Il y a d’un côté un professionnel sérieux, conducteur de travaux, soucieux du bien-être des autres. De l’autre un type mal embouché, que l’on voit dès la première séquence perdre patience face à son épouse enceinte, alors que celle-ci lui demande tout bêtement s’il ne serait pas temps de quitter Beyrouth pour s’installer au calme. Dans la brève exposition des deux personnages, dont l’affrontement constitue la matière de L’Insulte, il y a quelque chose de simple et de rassurant, malgré le caractère hautement explosif de leur environnement, le Liban, qui n’en finit pas de ressasser les souvenirs de la dernière guerre civile tout en redoutant et fantasmant la prochaine.
Ziad Doueiri, scénariste de son film avec Joëlle Touma, veut, à travers le choc entre Yasser (Kamel El-Basha), le contremaître palestinien, et Tony (Adel Karam), le garagiste chrétien, décomposer les tenants et les aboutissants de l’histoire du Liban depuis un demi-siècle en une série d’éléments simples (historiques, sociologiques, psychologiques) qui rendraient le conflit entre les deux hommes – métaphore, bien sûr, d’une guerre plus générale – à la fois compréhensible et résoluble. Ce souci de simplification fait échouer le film, commencé, comme une comédie sardonique rythmée, dans un prétoire. Et plus le procès qui oppose Tony et Yasser dure, plus L’Insulte perd de son allant et de sa distance pour n’être plus que la déclamation d’une thèse sur les responsabilités d’un camp et de l’autre dans la catastrophe qui a englouti le Liban à partir de 1975.
Saisi par la colère
L’insulte, c’est celle que Yasser lâche à l’endroit de Tony après que celui-ci l’a arrosé depuis son balcon. Le Palestinien a remis aux normes l’écoulement des eaux de l’appartement du Libanais sans son autorisation. L’outragé exige des excuses. Lorsque Yasser se rend au garage de Tony, de mauvaise grâce, pour les lui présenter, il est accueilli par l’enregistrement d’un discours de feu Bachir Gemayel, dénonçant son peuple comme une plaie qui s’est abattue sur le Liban et, saisi à son tour par la colère, frappe son interlocuteur au lieu de s’excuser.

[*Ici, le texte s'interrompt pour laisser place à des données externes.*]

//! Version comparison algebra shared by driver versions, extended OS
//! versions, and refresh-rate ranges.

use log::warn;
use std::cmp::Ordering;

/// Driver versions are packed into a single ordered value: four 16-bit
/// fields, most significant part first. A rule that does not constrain the
/// version carries [`ALL_DRIVER_VERSIONS`].
pub const ALL_DRIVER_VERSIONS: u64 = u64::MAX;

/// Comparison operator attached to a versioned predicate.
#[derive(Debug, Clone, Copy, PartialEq, Eq, Default)]
pub enum VersionComparison {
    /// No constraint; always matches.
    #[default]
    Ignored,
    LessThan,
    /// Compares only the low 16 bits (the build id field) of each side.
    BuildIdLessThan,
    LessThanOrEqual,
    BuildIdLessThanOrEqual,
    GreaterThan,
    GreaterThanOrEqual,
    Equal,
    NotEqual,
    /// lower < system < upper
    BetweenExclusive,
    /// lower <= system <= upper
    BetweenInclusive,
    /// lower <= system < upper
    BetweenInclusiveStart,
}

impl VersionComparison {
    pub fn as_str(&self) -> &'static str {
        match self {
            VersionComparison::Ignored => "COMPARISON_IGNORED",
            VersionComparison::LessThan => "LESS_THAN",
            VersionComparison::BuildIdLessThan => "BUILD_ID_LESS_THAN",
            VersionComparison::LessThanOrEqual => "LESS_THAN_OR_EQUAL",
            VersionComparison::BuildIdLessThanOrEqual => "BUILD_ID_LESS_THAN_OR_EQUAL",
            VersionComparison::GreaterThan => "GREATER_THAN",
            VersionComparison::GreaterThanOrEqual => "GREATER_THAN_OR_EQUAL",
            VersionComparison::Equal => "EQUAL",
            VersionComparison::NotEqual => "NOT_EQUAL",
            VersionComparison::BetweenExclusive => "BETWEEN_EXCLUSIVE",
            VersionComparison::BetweenInclusive => "BETWEEN_INCLUSIVE",
            VersionComparison::BetweenInclusiveStart => "BETWEEN_INCLUSIVE_START",
        }
    }

    /// Maps a blocklist comparator token. Unrecognized tokens fall back to
    /// `Ignored`, logged; a bad comparator must never take a record down.
    pub fn parse(token: &str) -> Self {
        match token {
            "LESS_THAN" => VersionComparison::LessThan,
            "BUILD_ID_LESS_THAN" => VersionComparison::BuildIdLessThan,
            "LESS_THAN_OR_EQUAL" => VersionComparison::LessThanOrEqual,
            "BUILD_ID_LESS_THAN_OR_EQUAL" => VersionComparison::BuildIdLessThanOrEqual,
            "GREATER_THAN" => VersionComparison::GreaterThan,
            "GREATER_THAN_OR_EQUAL" => VersionComparison::GreaterThanOrEqual,
            "EQUAL" => VersionComparison::Equal,
            "NOT_EQUAL" => VersionComparison::NotEqual,
            "BETWEEN_EXCLUSIVE" => VersionComparison::BetweenExclusive,
            "BETWEEN_INCLUSIVE" => VersionComparison::BetweenInclusive,
            "BETWEEN_INCLUSIVE_START" => VersionComparison::BetweenInclusiveStart,
            "COMPARISON_IGNORED" => VersionComparison::Ignored,
            other => {
                warn!("event=unknown_comparator token={other} fallback=COMPARISON_IGNORED");
                VersionComparison::Ignored
            }
        }
    }
}

/// Evaluates `system` against `[lower, upper]` under `op`. Works for packed
/// driver versions and for plain integers (refresh rates) alike.
pub fn compare(system: u64, op: VersionComparison, lower: u64, upper: u64) -> bool {
    match op {
        VersionComparison::Ignored => true,
        VersionComparison::LessThan => system < lower,
        VersionComparison::BuildIdLessThan => (system & 0xFFFF) < (lower & 0xFFFF),
        VersionComparison::LessThanOrEqual => system <= lower,
        VersionComparison::BuildIdLessThanOrEqual => (system & 0xFFFF) <= (lower & 0xFFFF),
        VersionComparison::GreaterThan => system > lower,
        VersionComparison::GreaterThanOrEqual => system >= lower,
        VersionComparison::Equal => system == lower,
        VersionComparison::NotEqual => system != lower,
        VersionComparison::BetweenExclusive => lower < system && system < upper,
        VersionComparison::BetweenInclusive => lower <= system && system <= upper,
        VersionComparison::BetweenInclusiveStart => lower <= system && system < upper,
    }
}

/// Signed wrapper for refresh-rate ranges, which arrive as `i32`.
pub fn compare_i32(system: i32, op: VersionComparison, lower: i32, upper: i32) -> bool {
    // Offset into unsigned space so the shared comparator applies.
    let shift = |v: i32| (v as i64 - i32::MIN as i64) as u64;
    compare(shift(system), op, shift(lower), shift(upper))
}

/// Packs a four-part driver version into its ordered 64-bit form.
pub fn pack_driver_version(a: u16, b: u16, c: u16, d: u16) -> u64 {
    ((a as u64) << 48) | ((b as u64) << 32) | ((c as u64) << 16) | (d as u64)
}

/// Parses a dotted driver version string. Up to four numeric parts are
/// accepted; missing trailing parts read as zero. Parts that are not
/// numeric or exceed 16 bits reject the whole string.
pub fn parse_driver_version(raw: &str) -> Option<u64> {
    let raw = raw.trim();
    if raw.is_empty() {
        return None;
    }
    let mut fields = [0u16; 4];
    let mut count = 0;
    for part in raw.split('.') {
        if count == 4 {
            return None;
        }
        fields[count] = part.parse::<u16>().ok()?;
        count += 1;
    }
    Some(pack_driver_version(fields[0], fields[1], fields[2], fields[3]))
}

/// Renders a packed driver version back into its dotted form. Used when a
/// blocked-driver-version rule carries no explicit suggestion.
pub fn format_driver_version(packed: u64) -> String {
    format!(
        "{}.{}.{}.{}",
        (packed >> 48) & 0xFFFF,
        (packed >> 32) & 0xFFFF,
        (packed >> 16) & 0xFFFF,
        packed & 0xFFFF
    )
}

/// Host-application version with dotted, letter-aware ordering.
///
/// Each dot part reads as number / letters / number / letters; a part with
/// a letter suffix sorts before the bare number ("42.0a1" < "42.0"), which
/// is what pre-release tags rely on.
#[derive(Debug, Clone)]
pub struct AppVersion {
    raw: String,
}

#[derive(Debug, Default, PartialEq, Eq)]
struct VersionPart {
    num_a: i64,
    str_b: String,
    num_c: i64,
    str_d: String,
}

impl VersionPart {
    fn parse(part: &str) -> Self {
        if part == "*" {
            return VersionPart {
                num_a: i64::MAX,
                ..VersionPart::default()
            };
        }
        let mut out = VersionPart::default();
        let rest = part;
        let (a, rest) = split_leading_digits(rest);
        out.num_a = a;
        let (b, rest) = split_leading_letters(rest);
        out.str_b = b;
        let (c, rest) = split_leading_digits(rest);
        out.num_c = c;
        out.str_d = rest.to_string();
        out
    }
}

fn split_leading_digits(s: &str) -> (i64, &str) {
    let end = s.find(|c: char| !c.is_ascii_digit()).unwrap_or(s.len());
    let value = s[..end].parse::<i64>().unwrap_or(0);
    (value, &s[end..])
}

fn split_leading_letters(s: &str) -> (String, &str) {
    let end = s.find(|c: char| c.is_ascii_digit()).unwrap_or(s.len());
    (s[..end].to_string(), &s[end..])
}

fn cmp_suffix(a: &str, b: &str) -> Ordering {
    // The empty suffix means "no pre-release tag" and outranks any tag.
    match (a.is_empty(), b.is_empty()) {
        (true, true) => Ordering::Equal,
        (true, false) => Ordering::Greater,
        (false, true) => Ordering::Less,
        (false, false) => a.cmp(b),
    }
}

impl AppVersion {
    pub fn new(raw: impl Into<String>) -> Self {
        AppVersion { raw: raw.into() }
    }

    pub fn as_str(&self) -> &str {
        &self.raw
    }

    /// True when the version failed to resolve to anything meaningful.
    /// Range checks against a zero version are noise, not signal.
    pub fn is_zero(&self) -> bool {
        *self <= AppVersion::new("0")
    }
}

impl PartialEq for AppVersion {
    fn eq(&self, other: &Self) -> bool {
        self.cmp(other) == Ordering::Equal
    }
}

impl Eq for AppVersion {}

impl PartialOrd for AppVersion {
    fn partial_cmp(&self, other: &Self) -> Option<Ordering> {
        Some(self.cmp(other))
    }
}

impl Ord for AppVersion {
    fn cmp(&self, other: &Self) -> Ordering {
        let mut left = self.raw.split('.');
        let mut right = other.raw.split('.');
        loop {
            let (l, r) = (left.next(), right.next());
            if l.is_none() && r.is_none() {
                return Ordering::Equal;
            }
            let lp = VersionPart::parse(l.unwrap_or("0"));
            let rp = VersionPart::parse(r.unwrap_or("0"));
            let ord = lp
                .num_a
                .cmp(&rp.num_a)
                .then_with(|| cmp_suffix(&lp.str_b, &rp.str_b))
                .then_with(|| lp.num_c.cmp(&rp.num_c))
                .then_with(|| cmp_suffix(&lp.str_d, &rp.str_d));
            if ord != Ordering::Equal {
                return ord;
            }
        }
    }
}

S’ensuit une série de procédures dont l’écho devient national. Yasser est défendu par une jeune avocate chrétienne (Diamand Bou Abboud, vue dans Une famille syrienne, de Philippe Van Leeuw) pendant que Tony a recours aux services de Me Wehbe (Camille Salameh), vieux routier de la politique, figure du camp chrétien. Au fil des révélations qui sont le lot des films judiciaires, Ziad Doueiri vide ses personnages de leur individualité (et pourtant les interprètes ne déméritent pas, notamment Adel Karam, impressionnant en tête de mule) pour en faire les symboles de situations historiques. On suppose que le cinéaste invoquera pour justifier sa conclusion la fameuse réplique de La Règle du jeu (Jean Renoir, 1939) : « Tout le monde a ses raisons. » Mais si cette excellente généralité reste indispensable pour construire des personnages complexes, elle n’est plus que platitude si l’on s’en sert pour analyser l’Histoire.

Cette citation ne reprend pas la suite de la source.